WORK TO COMPLETE: Look through the records and copy each line with the string "ChatMessage" in it.

○ ○ ○ ○ ○ ○ ○

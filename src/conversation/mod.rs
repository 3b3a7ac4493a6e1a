//! Conversation state owned by one assistant session.
//!
//! The [`domain::AgentState`] aggregate carries the manifest, history and
//! workflow bookkeeping for a single conversation. It is serialisable so the
//! caller can persist and rehydrate sessions.

pub mod domain;
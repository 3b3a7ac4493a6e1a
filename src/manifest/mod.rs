//! Structured project profile tracked by the assistant.
//!
//! The manifest records what the assistant knows about the project being
//! built (mission, users, stack, features) together with a derived
//! completeness score. The interview workflow fills it in over several turns.
//!
//! - Domain types in [`domain`]
//! - State management in [`services`]

pub mod domain;
pub mod services;
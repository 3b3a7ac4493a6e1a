//! Chat history entries.

use super::{Artifact, SuggestedAction};
use chrono::{DateTime, Utc};
use mockable::Clock;
use serde::{Deserialize, Serialize};

/// Who produced a chat message.
#[derive(Debug, Clone, Copy, PartialEq, Eq, Hash, Serialize, Deserialize)]
#[serde(rename_all = "lowercase")]
pub enum ChatRole {
    /// The person using the assistant.
    User,
    /// The assistant.
    Assistant,
}

/// One entry in the conversation history.
///
/// Messages are immutable once appended to the history.
#[derive(Debug, Clone, PartialEq, Serialize, Deserialize)]
#[serde(rename_all = "camelCase")]
pub struct ChatMessage {
    role: ChatRole,
    content: String,
    timestamp: DateTime<Utc>,
    #[serde(default, skip_serializing_if = "Vec::is_empty")]
    artifacts: Vec<Artifact>,
    #[serde(default, skip_serializing_if = "Vec::is_empty")]
    suggested_actions: Vec<SuggestedAction>,
}

impl ChatMessage {
    /// Creates a user message stamped with the clock's current time.
    #[must_use]
    pub fn user(content: impl Into<String>, clock: &impl Clock) -> Self {
        Self::new(ChatRole::User, content.into(), clock.utc())
    }

    /// Creates an assistant message stamped with the clock's current time.
    #[must_use]
    pub fn assistant(content: impl Into<String>, clock: &impl Clock) -> Self {
        Self::new(ChatRole::Assistant, content.into(), clock.utc())
    }

    const fn new(role: ChatRole, content: String, timestamp: DateTime<Utc>) -> Self {
        Self {
            role,
            content,
            timestamp,
            artifacts: Vec::new(),
            suggested_actions: Vec::new(),
        }
    }

    /// Attaches the artifacts produced by the turn.
    #[must_use]
    pub fn with_artifacts(mut self, artifacts: Vec<Artifact>) -> Self {
        self.artifacts = artifacts;
        self
    }

    /// Attaches the suggested follow-up actions.
    #[must_use]
    pub fn with_suggested_actions(mut self, actions: Vec<SuggestedAction>) -> Self {
        self.suggested_actions = actions;
        self
    }

    /// Returns the role.
    #[must_use]
    pub const fn role(&self) -> ChatRole {
        self.role
    }

    /// Returns the text content.
    #[must_use]
    pub fn content(&self) -> &str {
        &self.content
    }

    /// Returns when the message was created.
    #[must_use]
    pub const fn timestamp(&self) -> DateTime<Utc> {
        self.timestamp
    }

    /// Returns the attached artifacts.
    #[must_use]
    pub fn artifacts(&self) -> &[Artifact] {
        &self.artifacts
    }

    /// Returns the attached suggested actions.
    #[must_use]
    pub fn suggested_actions(&self) -> &[SuggestedAction] {
        &self.suggested_actions
    }
}
//! Prompt and transcript assembly.
//!
//! Everything here is a pure function of the conversation state, so prompts
//! can be asserted on directly in tests.

mod builder;

pub use builder::{ContextBuilder, ContextError, STANDARDS_OF_WORK};
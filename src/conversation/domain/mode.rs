//! Engine modes.

use serde::{Deserialize, Serialize};
use std::fmt;

/// The engine's current state, which decides which workflow continues an
/// ambiguous turn.
#[derive(Debug, Clone, Copy, Default, PartialEq, Eq, Hash, Serialize, Deserialize)]
#[serde(rename_all = "SCREAMING_SNAKE_CASE")]
pub enum Mode {
    /// No workflow has run yet.
    #[default]
    Idle,
    /// Gathering the project manifest.
    Interview,
    /// Organizing sprints.
    Planning,
    /// Answering questions about the workspace.
    Query,
    /// Capturing ideas.
    Idea,
    /// Writing documents.
    Documenting,
    /// Compiling documents into tasks.
    Compiling,
    /// Carrying out general requests.
    Executing,
    /// Reviewing progress.
    Analyzing,
}

impl Mode {
    /// Returns the upper-case label used in prompts and logs.
    #[must_use]
    pub const fn as_str(self) -> &'static str {
        match self {
            Self::Idle => "IDLE",
            Self::Interview => "INTERVIEW",
            Self::Planning => "PLANNING",
            Self::Query => "QUERY",
            Self::Idea => "IDEA",
            Self::Documenting => "DOCUMENTING",
            Self::Compiling => "COMPILING",
            Self::Executing => "EXECUTING",
            Self::Analyzing => "ANALYZING",
        }
    }
}

impl fmt::Display for Mode {
    fn fmt(&self, f: &mut fmt::Formatter<'_>) -> fmt::Result {
        f.write_str(self.as_str())
    }
}
//! Sprint records exchanged with the sprint provider.

use super::{EntityId, WorkspaceDomainError};
use chrono::NaiveDate;
use serde::{Deserialize, Serialize};

/// A sprint as stored by the sprint provider.
#[derive(Debug, Clone, PartialEq, Eq, Serialize, Deserialize)]
#[serde(rename_all = "camelCase")]
pub struct Sprint {
    /// Provider-assigned identifier.
    pub id: EntityId,
    /// Sprint name.
    pub name: String,
    /// Sprint goal.
    #[serde(default, skip_serializing_if = "Option::is_none")]
    pub goal: Option<String>,
    /// First day of the sprint.
    #[serde(default, skip_serializing_if = "Option::is_none")]
    pub start_date: Option<NaiveDate>,
    /// Last day of the sprint.
    #[serde(default, skip_serializing_if = "Option::is_none")]
    pub end_date: Option<NaiveDate>,
    /// Tasks planned into the sprint.
    #[serde(default)]
    pub task_ids: Vec<EntityId>,
}

/// Creation payload for a sprint.
#[derive(Debug, Clone, PartialEq, Eq, Serialize, Deserialize)]
#[serde(rename_all = "camelCase")]
pub struct NewSprint {
    /// Sprint name.
    pub name: String,
    /// Sprint goal.
    #[serde(default, skip_serializing_if = "Option::is_none")]
    pub goal: Option<String>,
    /// First day of the sprint.
    #[serde(default, skip_serializing_if = "Option::is_none")]
    pub start_date: Option<NaiveDate>,
    /// Last day of the sprint.
    #[serde(default, skip_serializing_if = "Option::is_none")]
    pub end_date: Option<NaiveDate>,
}

impl NewSprint {
    /// Validates a payload that arrived through deserialisation.
    ///
    /// # Errors
    ///
    /// Returns [`WorkspaceDomainError::EmptyTitle`] when the name is blank.
    pub fn validate(&self) -> Result<(), WorkspaceDomainError> {
        if self.name.trim().is_empty() {
            return Err(WorkspaceDomainError::EmptyTitle("sprint"));
        }
        Ok(())
    }
}

/// Request to move a set of tasks into a sprint.
#[derive(Debug, Clone, PartialEq, Eq, Serialize, Deserialize)]
#[serde(rename_all = "camelCase")]
pub struct SprintPlan {
    /// Target sprint.
    pub sprint_id: EntityId,
    /// Tasks to plan into it.
    pub task_ids: Vec<EntityId>,
}
//! Per-turn inputs and outputs shared by every workflow.

use crate::context::ContextError;
use crate::conversation::domain::{Artifact, SuggestedAction};
use crate::external::{CallError, CallGuard};
use crate::intent::Intent;
use crate::model::ports::ModelError;
use crate::tools::ToolObservation;
use chrono::{DateTime, Utc};
use serde::{Deserialize, Serialize};
use thiserror::Error;

/// What a workflow needs to know about the turn it is handling.
#[derive(Debug, Clone, Copy)]
pub struct TurnContext<'a> {
    /// The user's input for this turn.
    pub input: &'a str,
    /// The intent the turn was dispatched with.
    pub intent: Intent,
    /// Guard applied to every external call.
    pub guard: &'a CallGuard,
    /// Timestamp used for entities recorded during the turn.
    pub now: DateTime<Utc>,
}

/// How a workflow's loop ended.
#[derive(Debug, Clone, Copy, Default, PartialEq, Eq, Serialize, Deserialize)]
#[serde(rename_all = "snake_case")]
pub enum LoopTermination {
    /// The model produced a final reply.
    #[default]
    Completed,
    /// The step limit was reached before a final reply.
    StepLimitReached,
}

/// The result of one workflow execution.
#[derive(Debug, Clone, Default, PartialEq)]
pub struct WorkflowOutput {
    /// User-visible reply.
    pub content: String,
    /// Artifacts, unique by id.
    pub artifacts: Vec<Artifact>,
    /// Suggested follow-ups.
    pub suggested_actions: Vec<SuggestedAction>,
    /// Observations from every tool call, in execution order.
    pub observations: Vec<ToolObservation>,
    /// How the workflow finished.
    pub termination: LoopTermination,
    /// Number of model invocations the workflow made.
    pub model_invocations: usize,
}

/// Errors that abort a workflow.
#[derive(Debug, Clone, Error)]
pub enum WorkflowError {
    /// The turn was cancelled, or a call timed out.
    #[error(transparent)]
    Call(#[from] CallError),

    /// The model call failed.
    #[error(transparent)]
    Model(#[from] ModelError),

    /// The prompt could not be rendered.
    #[error(transparent)]
    Context(#[from] ContextError),
}

impl WorkflowError {
    /// Returns `true` when the error represents cancellation.
    #[must_use]
    pub const fn is_cancelled(&self) -> bool {
        matches!(self, Self::Call(CallError::Cancelled))
    }
}
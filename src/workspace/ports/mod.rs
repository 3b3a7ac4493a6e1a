//! Provider ports for the external task, sprint and document stores.

mod document;
mod error;
mod sprint;
mod task;

pub use document::DocProvider;
pub use error::{WorkspaceProviderError, WorkspaceResult};
pub use sprint::SprintProvider;
pub use task::TaskProvider;

#[cfg(test)]
pub(crate) use task::MockTaskProvider;
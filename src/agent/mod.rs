//! The conversational agent: the public entry point for turns.
//!
//! [`Agent`] owns one conversation's [`AgentState`](crate::conversation::domain::AgentState)
//! and runs each turn against a draft copy, committing it only when the turn
//! succeeds. [`AgentSession`] wraps an agent in a task so several callers can
//! share one conversation without racing on its state.

mod error;
mod response;
mod service;
mod session;

pub use error::{AgentError, AgentResult};
pub use response::{PendingIntent, TurnResponse};
pub use service::Agent;
pub use session::AgentSession;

○ ○ ○ ○ ○ ○ ○

ANSWER TO THE EXERCISE:
pub struct ChatMessage {
impl ChatMessage {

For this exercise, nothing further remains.